Data for review:
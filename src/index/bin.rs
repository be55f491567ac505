//! Bins of the hierarchical index and their identity keys.

use std::cmp::Ordering;
use std::hash::{Hash, Hasher};

use super::Chunk;

/// Identity of a bin: which reference sequence, which bin number.
///
/// Use this type for map keys, set membership and deduplication. It carries
/// no chunk payload, so there is no question about what equality means.
#[derive(Debug, Clone, Copy, PartialEq, Eq, PartialOrd, Ord, Hash)]
pub struct BinKey {
    /// Reference sequence the bin belongs to (0-based)
    pub reference_sequence: u32,
    /// Bin number within the binning scheme
    pub bin_number: u32,
}

impl BinKey {
    /// Create a new key.
    pub fn new(reference_sequence: u32, bin_number: u32) -> Self {
        BinKey {
            reference_sequence,
            bin_number,
        }
    }
}

/// A bin in the hierarchical binning index.
///
/// Equality, ordering and hashing look only at the [`BinKey`]: two bins with
/// the same reference sequence and bin number compare equal even when their
/// chunk lists differ. Use [`Bin::same_contents`] to compare payloads.
#[derive(Debug, Clone)]
pub struct Bin {
    key: BinKey,
    chunks: Vec<Chunk>,
}

impl Bin {
    /// Create an empty bin.
    pub fn new(key: BinKey) -> Self {
        Bin {
            key,
            chunks: Vec::new(),
        }
    }

    /// Create a bin holding `chunks` as given.
    pub fn with_chunks(key: BinKey, chunks: Vec<Chunk>) -> Self {
        Bin { key, chunks }
    }

    /// Identity of this bin.
    pub fn key(&self) -> BinKey {
        self.key
    }

    /// Reference sequence the bin belongs to.
    pub fn reference_sequence(&self) -> u32 {
        self.key.reference_sequence
    }

    /// Bin number within the binning scheme.
    pub fn bin_number(&self) -> u32 {
        self.key.bin_number
    }

    /// Chunks of data in this bin, in stored order.
    pub fn chunks(&self) -> &[Chunk] {
        &self.chunks
    }

    /// Deep comparison: same identity and identical chunk lists.
    pub fn same_contents(&self, other: &Bin) -> bool {
        self.key == other.key && self.chunks == other.chunks
    }

    /// Append a chunk, folding it into the tail when they touch.
    ///
    /// Chunks must arrive in start order, which holds for records appended
    /// from a coordinate-sorted stream.
    pub(crate) fn append(&mut self, chunk: Chunk) {
        match self.chunks.last_mut() {
            Some(tail) if tail.end() >= chunk.start() => tail.extend_to(chunk.end()),
            _ => self.chunks.push(chunk),
        }
    }

    pub(crate) fn chunks_mut(&mut self) -> &mut Vec<Chunk> {
        &mut self.chunks
    }
}

impl PartialEq for Bin {
    fn eq(&self, other: &Self) -> bool {
        self.key == other.key
    }
}

impl Eq for Bin {}

impl PartialOrd for Bin {
    fn partial_cmp(&self, other: &Self) -> Option<Ordering> {
        Some(self.cmp(other))
    }
}

impl Ord for Bin {
    fn cmp(&self, other: &Self) -> Ordering {
        self.key.cmp(&other.key)
    }
}

impl Hash for Bin {
    fn hash<H: Hasher>(&self, state: &mut H) {
        self.key.hash(state);
    }
}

Prompt:
Your reply must consist solely of the count of lines in the listing above that hold the string "state".

Exercise output:
2